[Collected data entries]
*** Block opens ***
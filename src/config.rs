//! Application configuration.
//!
//! Loaded from `~/.toolchat/config.toml` and merged over built-in
//! defaults; individual values can be overridden from the CLI.

use anyhow::{Context, Result};
use secrecy::SecretString;
use serde::Deserialize;
use std::path::{Path, PathBuf};

use crate::agent::DEFAULT_MAX_ITERATIONS;

const DEFAULT_SYSTEM_PROMPT: &str = "You are a helpful assistant. Use the available tools to \
answer the user's questions. Answer concisely.";

/// LLM backend settings.
#[derive(Debug, Clone, Deserialize)]
pub struct LlmConfig {
    #[serde(default = "default_base_url")]
    pub base_url: String,
    /// Direct key. Takes priority over `api_key_env`.
    #[serde(default)]
    pub api_key: Option<String>,
    /// Environment variable holding the key.
    #[serde(default = "default_api_key_env")]
    pub api_key_env: String,
    #[serde(default = "default_model")]
    pub model: String,
    #[serde(default)]
    pub temperature: f32,
    #[serde(default = "default_max_tokens")]
    pub max_tokens: u32,
}

fn default_base_url() -> String {
    "https://api.openai.com/v1".to_string()
}
fn default_api_key_env() -> String {
    "OPENAI_API_KEY".to_string()
}
fn default_model() -> String {
    "gpt-4o-mini".to_string()
}
fn default_max_tokens() -> u32 {
    512
}

impl Default for LlmConfig {
    fn default() -> Self {
        Self {
            base_url: default_base_url(),
            api_key: None,
            api_key_env: default_api_key_env(),
            model: default_model(),
            temperature: 0.0,
            max_tokens: default_max_tokens(),
        }
    }
}

impl LlmConfig {
    /// Resolve the API key from config or environment.
    pub fn resolve_api_key(&self) -> Result<SecretString> {
        if let Some(key) = &self.api_key {
            return Ok(SecretString::from(key.clone()));
        }
        std::env::var(&self.api_key_env)
            .map(SecretString::from)
            .with_context(|| format!("API key not set; export {} or add api_key to the config", self.api_key_env))
    }
}

/// MCP server settings.
#[derive(Debug, Clone, Deserialize, Default)]
pub struct McpConfig {
    /// Streamable-HTTP endpoint, e.g. `http://localhost:3000/mcp`.
    #[serde(default)]
    pub server_url: Option<String>,
}

/// Agent loop settings.
#[derive(Debug, Clone, Deserialize)]
pub struct AgentConfig {
    #[serde(default = "default_max_iterations")]
    pub max_iterations: usize,
    #[serde(default = "default_system_prompt")]
    pub system_prompt: String,
}

fn default_max_iterations() -> usize {
    DEFAULT_MAX_ITERATIONS
}
fn default_system_prompt() -> String {
    DEFAULT_SYSTEM_PROMPT.to_string()
}

impl Default for AgentConfig {
    fn default() -> Self {
        Self {
            max_iterations: default_max_iterations(),
            system_prompt: default_system_prompt(),
        }
    }
}

#[derive(Debug, Clone, Deserialize, Default)]
pub struct Config {
    #[serde(default)]
    pub llm: LlmConfig,
    #[serde(default)]
    pub mcp: McpConfig,
    #[serde(default)]
    pub agent: AgentConfig,
}

impl Config {
    /// User config directory (`~/.toolchat`).
    pub fn config_dir() -> Option<PathBuf> {
        dirs::home_dir().map(|home| home.join(".toolchat"))
    }

    /// Load `~/.toolchat/config.toml` if present, defaults otherwise.
    pub fn load() -> Result<Self> {
        if let Some(dir) = Self::config_dir() {
            let path = dir.join("config.toml");
            if path.exists() {
                return Self::load_from(&path);
            }
        }
        Ok(Config::default())
    }

    pub fn load_from(path: &Path) -> Result<Self> {
        let content = std::fs::read_to_string(path)
            .with_context(|| format!("failed to read {}", path.display()))?;
        let config: Config =
            toml::from_str(&content).with_context(|| format!("invalid TOML in {}", path.display()))?;
        Ok(config)
    }
}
*** Block closes ***
### Requirement
Using the records above, set down exactly the lines from the one with "std::env::var(&self.api_key_env)" through the one with "impl Default for AgentConfig", inclusive, and nothing more.

### Finished exercise
        std::env::var(&self.api_key_env)
            .map(SecretString::from)
            .with_context(|| format!("API key not set; export {} or add api_key to the config", self.api_key_env))
    }
}

/// MCP server settings.
#[derive(Debug, Clone, Deserialize, Default)]
pub struct McpConfig {
    /// Streamable-HTTP endpoint, e.g. `http://localhost:3000/mcp`.
    #[serde(default)]
    pub server_url: Option<String>,
}

/// Agent loop settings.
#[derive(Debug, Clone, Deserialize)]
pub struct AgentConfig {
    #[serde(default = "default_max_iterations")]
    pub max_iterations: usize,
    #[serde(default = "default_system_prompt")]
    pub system_prompt: String,
}

fn default_max_iterations() -> usize {
    DEFAULT_MAX_ITERATIONS
}
fn default_system_prompt() -> String {
    DEFAULT_SYSTEM_PROMPT.to_string()
}

impl Default for AgentConfig {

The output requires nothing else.